Two ions of masses 4 amu and 16 amu have charges +2e and +3e respectively. These ions pass through the region of constant perpendicular magnetic field. The kinetic energy of both ions is same. Then :

• A. lighter ion will be deflected more than heavier ion
• B. lighter ion will be deflected less than heavier ion
• C. both ions will be deflected equally
• D. no ion will be deflected

Hint:

Deflection is inversely proportional to the radius of the circular path (\(r\)). Always express the radius in terms of the given quantities. In this case, since kinetic energy (\(K\)) is given, use the formula \(r = \frac{\sqrt{2mK}}{qB}\).
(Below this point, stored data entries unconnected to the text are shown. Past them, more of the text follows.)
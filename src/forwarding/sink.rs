//! Batch transport to the central collector.

use crate::types::Batch;
use async_trait::async_trait;
use std::net::SocketAddr;
use std::time::Duration;
use thiserror::Error;
use tokio::io::AsyncWriteExt;
use tokio::net::TcpStream;

/// Forwarding failures. All of them leave the forward queue untouched.
#[derive(Debug, Error)]
pub enum ForwardError {
    #[error("Connect to collector {addr} failed: {source}")]
    Connect {
        addr: SocketAddr,
        #[source]
        source: std::io::Error,
    },

    #[error("Collector send timed out after {0:?}")]
    Timeout(Duration),

    #[error("Write to collector failed: {0}")]
    Io(#[from] std::io::Error),

    #[error("Batch encoding failed: {0}")]
    Encode(#[from] serde_json::Error),
}

/// Destination for forward batches.
///
/// `Ok` means the whole batch was handed over; no acknowledgement payload is
/// read back.
#[async_trait]
pub trait BatchSink: Send + Sync + 'static {
    async fn send_batch(&self, batch: &Batch) -> Result<(), ForwardError>;

    /// Human-readable destination for logging.
    fn describe(&self) -> String;
}

/// One short-lived TCP connection per batch, bounded by a single timeout
/// covering connect, write and shutdown.
#[derive(Debug, Clone)]
pub struct TcpCollectorSink {
    addr: SocketAddr,
    timeout: Duration,
}

impl TcpCollectorSink {
    pub fn new(addr: SocketAddr, timeout: Duration) -> Self {
        Self { addr, timeout }
    }

    async fn transmit(&self, line: &[u8]) -> Result<(), ForwardError> {
        let mut stream = TcpStream::connect(self.addr)
            .await
            .map_err(|source| ForwardError::Connect {
                addr: self.addr,
                source,
            })?;
        stream.write_all(line).await?;
        stream.shutdown().await?;
        Ok(())
    }
}

#[async_trait]
impl BatchSink for TcpCollectorSink {
    async fn send_batch(&self, batch: &Batch) -> Result<(), ForwardError> {
        let line = batch.to_line()?;
        tokio::time::timeout(self.timeout, self.transmit(&line))
            .await
            .map_err(|_| ForwardError::Timeout(self.timeout))?
    }

    fn describe(&self) -> String {
        format!("tcp://{}", self.addr)
    }
}
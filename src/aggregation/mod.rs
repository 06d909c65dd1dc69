//! Rolling Aggregator
//!
//! Fixed-capacity FIFO window over the most recent readings. Averages are
//! recomputed from the window contents on every call; nothing is cached.

use crate::types::{Reading, Summary};
use chrono::{DateTime, Utc};
use std::collections::VecDeque;

/// Decimal places kept in forwarded summaries.
pub const SUMMARY_DECIMALS: i32 = 2;

/// Ordered, bounded window of the most recent readings (arrival order).
#[derive(Debug, Clone)]
pub struct RollingWindow {
    capacity: usize,
    readings: VecDeque<Reading>,
}

impl RollingWindow {
    /// Create an empty window.
    ///
    /// Capacity is validated at config load; a zero here is clamped to 1 so
    /// the window can never be forced to hold nothing.
    pub fn new(capacity: usize) -> Self {
        let capacity = capacity.max(1);
        Self {
            capacity,
            readings: VecDeque::with_capacity(capacity),
        }
    }

    /// Append a reading, evicting and returning the oldest one when full.
    pub fn ingest(&mut self, reading: Reading) -> Option<Reading> {
        let evicted = if self.readings.len() >= self.capacity {
            self.readings.pop_front()
        } else {
            None
        };
        self.readings.push_back(reading);
        evicted
    }

    /// Arithmetic mean `(temperature, humidity)` over the window.
    ///
    /// An empty window yields `(0.0, 0.0)`.
    pub fn current_average(&self) -> (f64, f64) {
        if self.readings.is_empty() {
            return (0.0, 0.0);
        }
        let count = self.readings.len() as f64;
        let (temp_sum, humid_sum) = self
            .readings
            .iter()
            .fold((0.0, 0.0), |(t, h), r| (t + r.temperature, h + r.humidity));
        (temp_sum / count, humid_sum / count)
    }

    /// Build the summary that gets queued for forwarding.
    pub fn summarize(&self, now: DateTime<Utc>) -> Summary {
        let (avg_temp, avg_humid) = self.current_average();
        Summary {
            avg_temp: round_to(avg_temp, SUMMARY_DECIMALS),
            avg_humid: round_to(avg_humid, SUMMARY_DECIMALS),
            last_update: now,
        }
    }

    pub fn len(&self) -> usize {
        self.readings.len()
    }

    pub fn is_empty(&self) -> bool {
        self.readings.is_empty()
    }

    pub fn capacity(&self) -> usize {
        self.capacity
    }

    pub fn iter(&self) -> impl Iterator<Item = &Reading> {
        self.readings.iter()
    }

    /// Owned copy of the window, oldest first.
    pub fn to_vec(&self) -> Vec<Reading> {
        self.readings.iter().cloned().collect()
    }
}

fn round_to(value: f64, decimals: i32) -> f64 {
    let factor = 10f64.powi(decimals);
    (value * factor).round() / factor
}
//! Built-in default values.
//!
//! Grouped by subsystem. `DroneConfig::default()` is built from these, and so
//! is a config file that omits a key.

// ============================================================================
// Drone
// ============================================================================

/// Drone name shown in logs and the status endpoint.
pub const DRONE_NAME: &str = "drone-01";

// ============================================================================
// Sensor Ingestion
// ============================================================================

/// Sensor listener bind address.
pub const LISTEN_ADDR: &str = "0.0.0.0:5000";

// ============================================================================
// Central Collector
// ============================================================================

/// Central collector address.
pub const COLLECTOR_ADDR: &str = "127.0.0.1:6000";

/// Bound on connect + write of one batch (seconds).
pub const COLLECTOR_TIMEOUT_SECS: f64 = 5.0;

// ============================================================================
// Timers
// ============================================================================

/// Shortest accepted tick, interval or timeout.
pub const MIN_PERIOD: std::time::Duration = std::time::Duration::from_millis(1);

/// Longest accepted tick, interval or timeout (one day, seconds).
pub const MAX_PERIOD_SECS: f64 = 86_400.0;

// ============================================================================
// Battery
// ============================================================================

/// Level at or below which the drone returns to base (percent).
pub const BATTERY_THRESHOLD: f64 = 20.0;

/// Level lost per decay tick (percent).
pub const BATTERY_DRAIN_PER_TICK: f64 = 0.5;

/// Decay tick period (seconds).
pub const BATTERY_TICK_SECS: f64 = 1.0;

// ============================================================================
// Forwarding
// ============================================================================

/// Forward interval (seconds).
pub const FORWARD_INTERVAL_SECS: f64 = 5.0;

/// Queue growth step that triggers a warning.
///
/// One summary per reading: 1 000 entries is a few minutes of a busy sensor
/// field with no successful forward.
pub const QUEUE_WARN_LEN: usize = 1_000;

// ============================================================================
// Aggregation
// ============================================================================

/// Rolling window capacity (readings).
pub const WINDOW_CAPACITY: usize = 10;

// ============================================================================
// Control API
// ============================================================================

/// HTTP control surface bind address.
pub const CONTROL_ADDR: &str = "127.0.0.1:8080";
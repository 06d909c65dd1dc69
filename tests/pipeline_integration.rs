//! Pipeline Integration Tests
//!
//! Real sockets end to end: sensor clients -> IngestionListener -> DroneState
//! -> ForwardScheduler -> TcpCollectorSink -> CollectorListener. Ports are
//! ephemeral; forward ticks are driven by hand.

use drone_edge::acquisition::IngestionListener;
use drone_edge::collector::{CollectorListener, ReceivedBatch};
use drone_edge::forwarding::{ForwardOutcome, ForwardScheduler, TcpCollectorSink};
use drone_edge::pipeline::{DroneState, StateSettings};
use drone_edge::types::{OperatingMode, Reading};

use chrono::Utc;

use std::net::SocketAddr;
use std::sync::Arc;
use std::time::Duration;
use tokio::io::AsyncWriteExt;
use tokio::net::{TcpListener, TcpStream};
use tokio::sync::mpsc;
use tokio_util::sync::CancellationToken;

const SEND_TIMEOUT: Duration = Duration::from_secs(2);

struct Harness {
    state: Arc<DroneState>,
    sensor_addr: SocketAddr,
    cancel: CancellationToken,
}

impl Harness {
    async fn start(window_capacity: usize, threshold: f64) -> Self {
        let state = Arc::new(DroneState::new(StateSettings {
            window_capacity,
            battery_threshold: threshold,
            ..StateSettings::default()
        }));
        let listener = IngestionListener::bind("127.0.0.1:0".parse().unwrap()).await.unwrap();
        let sensor_addr = listener.local_addr();
        let cancel = CancellationToken::new();
        tokio::spawn(listener.run(Arc::clone(&state), cancel.clone()));
        Self {
            state,
            sensor_addr,
            cancel,
        }
    }

    async fn wait_for_readings(&self, n: u64) {
        for _ in 0..300 {
            if self.state.counters().readings_ingested >= n {
                return;
            }
            tokio::time::sleep(Duration::from_millis(10)).await;
        }
        panic!(
            "only {} of {n} readings ingested",
            self.state.counters().readings_ingested
        );
    }
}

impl Drop for Harness {
    fn drop(&mut self) {
        self.cancel.cancel();
    }
}

async fn start_collector(addr: SocketAddr) -> (mpsc::Receiver<ReceivedBatch>, CancellationToken) {
    let collector = CollectorListener::bind(addr).await.unwrap();
    let (tx, rx) = mpsc::channel(16);
    let cancel = CancellationToken::new();
    tokio::spawn(collector.run(tx, cancel.clone()));
    (rx, cancel)
}

fn reading_line(n: usize, temperature: f64, humidity: f64) -> String {
    format!(
        "{{\"sensor_id\": \"sensor_{n}\", \"temperature\": {temperature}, \"humidity\": {humidity}, \"timestamp\": \"2025-03-14T09:00:{:02}+00:00\"}}\n",
        n % 60
    )
}

async fn free_addr() -> SocketAddr {
    let listener = TcpListener::bind("127.0.0.1:0").await.unwrap();
    listener.local_addr().unwrap()
}

#[tokio::test]
async fn twelve_readings_window_of_ten() {
    let harness = Harness::start(10, 20.0).await;
    let mut sensor = TcpStream::connect(harness.sensor_addr).await.unwrap();

    sensor.write_all(reading_line(1, 100.0, 50.0).as_bytes()).await.unwrap();
    for n in 2..=12 {
        let line = reading_line(n, 20.0 + n as f64, 40.0 + n as f64);
        sensor.write_all(line.as_bytes()).await.unwrap();
    }
    harness.wait_for_readings(12).await;

    let window = harness.state.window_snapshot();
    assert_eq!(window.len(), 10);
    assert!(window.iter().all(|r| r.sensor_id != "sensor_1" && r.sensor_id != "sensor_2"));

    let anomalies = harness.state.recent_anomalies(usize::MAX);
    assert_eq!(anomalies.len(), 1);
    assert_eq!(anomalies[0].reading.sensor_id, "sensor_1");

    let (avg_temp, avg_humid) = harness.state.current_average();
    assert!((avg_temp - 27.5).abs() < 1e-9);
    assert!((avg_humid - 47.5).abs() < 1e-9);
}

#[tokio::test]
async fn readings_are_forwarded_to_the_collector() {
    let harness = Harness::start(10, 20.0).await;
    let collector_addr = free_addr().await;
    let (mut batches, collector_cancel) = start_collector(collector_addr).await;

    let mut sensor = TcpStream::connect(harness.sensor_addr).await.unwrap();
    sensor.write_all(reading_line(1, 20.0, 40.0).as_bytes()).await.unwrap();
    sensor.write_all(b"{broken\n").await.unwrap();
    sensor.write_all(reading_line(2, 61.0, 42.0).as_bytes()).await.unwrap();
    harness.wait_for_readings(2).await;

    let scheduler = ForwardScheduler::new(
        Arc::clone(&harness.state),
        TcpCollectorSink::new(collector_addr, SEND_TIMEOUT),
    );
    assert_eq!(scheduler.tick().await, ForwardOutcome::Sent(3));
    assert_eq!(harness.state.forward_queue_len(), 0);

    let received = tokio::time::timeout(Duration::from_secs(5), batches.recv())
        .await
        .unwrap()
        .unwrap();
    assert_eq!(received.summaries.len(), 2);
    assert_eq!(received.anomalies.len(), 1);
    assert_eq!(received.anomalies[0].reading.temperature, 61.0);
    assert_eq!(received.summaries[0].avg_temp, 20.0);
    assert_eq!(received.summaries[1].avg_temp, 40.5);
    assert_eq!(harness.state.counters().malformed_records, 1);

    collector_cancel.cancel();
}

#[tokio::test]
async fn unreachable_collector_keeps_queue_until_it_returns() {
    let harness = Harness::start(10, 20.0).await;
    let collector_addr = free_addr().await;
    let scheduler = ForwardScheduler::new(
        Arc::clone(&harness.state),
        TcpCollectorSink::new(collector_addr, SEND_TIMEOUT),
    );

    let mut sensor = TcpStream::connect(harness.sensor_addr).await.unwrap();
    sensor.write_all(reading_line(1, 20.0, 40.0).as_bytes()).await.unwrap();
    harness.wait_for_readings(1).await;

    let before = harness.state.forward_queue_snapshot();
    assert_eq!(scheduler.tick().await, ForwardOutcome::Failed);
    assert_eq!(harness.state.forward_queue_snapshot(), before);

    sensor.write_all(reading_line(2, 22.0, 42.0).as_bytes()).await.unwrap();
    harness.wait_for_readings(2).await;
    assert_eq!(scheduler.tick().await, ForwardOutcome::Failed);
    assert_eq!(harness.state.forward_queue_len(), 2);

    let (mut batches, collector_cancel) = start_collector(collector_addr).await;
    assert_eq!(scheduler.tick().await, ForwardOutcome::Sent(2));
    let received = tokio::time::timeout(Duration::from_secs(5), batches.recv())
        .await
        .unwrap()
        .unwrap();
    assert_eq!(received.summaries.len(), 2);
    assert_eq!(harness.state.counters().forward_failures, 2);

    collector_cancel.cancel();
}

#[tokio::test]
async fn stalled_collector_fails_the_tick_and_keeps_the_queue() {
    let state = Arc::new(DroneState::new(StateSettings::default()));
    for n in 0..300_000 {
        state.ingest(Reading {
            sensor_id: format!("sensor_{}", n % 8),
            temperature: 21.0,
            humidity: 45.0,
            timestamp: Utc::now(),
        });
    }

    let listener = TcpListener::bind("127.0.0.1:0").await.unwrap();
    let collector_addr = listener.local_addr().unwrap();
    let holder = tokio::spawn(async move {
        let (_stream, _) = listener.accept().await.unwrap();
        tokio::time::sleep(Duration::from_secs(60)).await;
    });

    let scheduler = ForwardScheduler::new(
        Arc::clone(&state),
        TcpCollectorSink::new(collector_addr, Duration::from_millis(300)),
    );
    let before = state.forward_queue_snapshot();
    assert_eq!(scheduler.tick().await, ForwardOutcome::Failed);
    assert_eq!(state.forward_queue_snapshot(), before);
    assert_eq!(state.counters().forward_failures, 1);
    assert_eq!(state.counters().batches_forwarded, 0);

    holder.abort();
}

#[tokio::test]
async fn returning_drone_ingests_but_never_sends() {
    let harness = Harness::start(10, 99.5).await;
    let collector_addr = free_addr().await;
    let (mut batches, collector_cancel) = start_collector(collector_addr).await;
    let scheduler = ForwardScheduler::new(
        Arc::clone(&harness.state),
        TcpCollectorSink::new(collector_addr, SEND_TIMEOUT),
    );

    harness.state.battery_tick(0.5);
    assert_eq!(harness.state.mode(), OperatingMode::Returning);

    let mut sensor = TcpStream::connect(harness.sensor_addr).await.unwrap();
    for n in 1..=3 {
        sensor.write_all(reading_line(n, 20.0, 40.0).as_bytes()).await.unwrap();
    }
    harness.wait_for_readings(3).await;

    assert_eq!(scheduler.tick().await, ForwardOutcome::Suppressed);
    assert_eq!(harness.state.forward_queue_len(), 3);
    assert!(batches.try_recv().is_err());

    // Reset resumes forwarding with everything accumulated meanwhile
    harness.state.reset_battery();
    assert_eq!(scheduler.tick().await, ForwardOutcome::Sent(3));
    let received = tokio::time::timeout(Duration::from_secs(5), batches.recv())
        .await
        .unwrap()
        .unwrap();
    assert_eq!(received.len(), 3);

    collector_cancel.cancel();
}

#[tokio::test]
async fn many_sensors_in_parallel() {
    let harness = Harness::start(1_000, 20.0).await;

    let mut clients = Vec::new();
    for sensor in 0..8 {
        let addr = harness.sensor_addr;
        clients.push(tokio::spawn(async move {
            let mut stream = TcpStream::connect(addr).await.unwrap();
            for n in 0..25 {
                let line = reading_line(sensor * 100 + n, 21.0, 45.0);
                stream.write_all(line.as_bytes()).await.unwrap();
            }
        }));
    }
    for client in clients {
        client.await.unwrap();
    }

    harness.wait_for_readings(200).await;
    assert_eq!(harness.state.window_snapshot().len(), 200);
    assert_eq!(harness.state.current_average(), (21.0, 45.0));
    assert_eq!(harness.state.counters().connections_total, 8);
}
Then analyze the proportionality \(r \propto \frac{\sqrt{m}}{q}\).

Answer 1

The Correct Option is A

Step 1: Understanding the Question:
Two ions with different masses and charges enter a uniform magnetic field with the same kinetic energy. We need to compare their deflection. Deflection is inversely related to the radius of the circular path they follow. A smaller radius means a larger deflection.
Step 2: Key Formula or Approach:
When a charged particle moves perpendicular to a magnetic field, it follows a circular path. The radius of this path is given by: \[ r = \frac{mv}{qB} \] where \(m\) is mass, \(v\) is velocity, \(q\) is charge, and \(B\) is the magnetic field strength.
The kinetic energy is \(K = \frac{1}{2}mv^2\). We can express momentum \(mv\) in terms of kinetic energy: \(mv = \sqrt{2mK}\).
Substituting this into the radius formula: \[ r = \frac{\sqrt{2mK}}{qB} \] Step 3: Detailed Explanation:
Let the lighter ion be ion 1 and the heavier ion be ion 2.
Given data:
Mass of lighter ion, \(m_1 = 4\) amu
Charge of lighter ion, \(q_1 = +2e\)
Mass of heavier ion, \(m_2 = 16\) amu
Charge of heavier ion, \(q_2 = +3e\)
Kinetic energy is the same for both: \(K_1 = K_2 = K\).
The magnetic field is also the same: \(B_1 = B_2 = B\).
Now we calculate the ratio of their radii. Since \(K\) and \(B\) are constant, the radius \(r\) is proportional to \(\frac{\sqrt{m}}{q}\).
Radius of the lighter ion's path: \[ r_1 \propto \frac{\sqrt{m_1}}{q_1} = \frac{\sqrt{4}}{2} = \frac{2}{2} = 1 \] Radius of the heavier ion's path: \[ r_2 \propto \frac{\sqrt{m_2}}{q_2} = \frac{\sqrt{16}}{3} = \frac{4}{3} \approx 1.33 \] Comparing the radii, we find that \(r_1<r_2\).
Since the radius of the path of the lighter ion (\(r_1\)) is smaller than that of the heavier ion (\(r_2\)), the lighter ion follows a more tightly curved path.
Step 4: Final Answer:
A more curved path means a greater deflection from the original direction of motion. Therefore, the lighter ion will be deflected more than the heavier ion.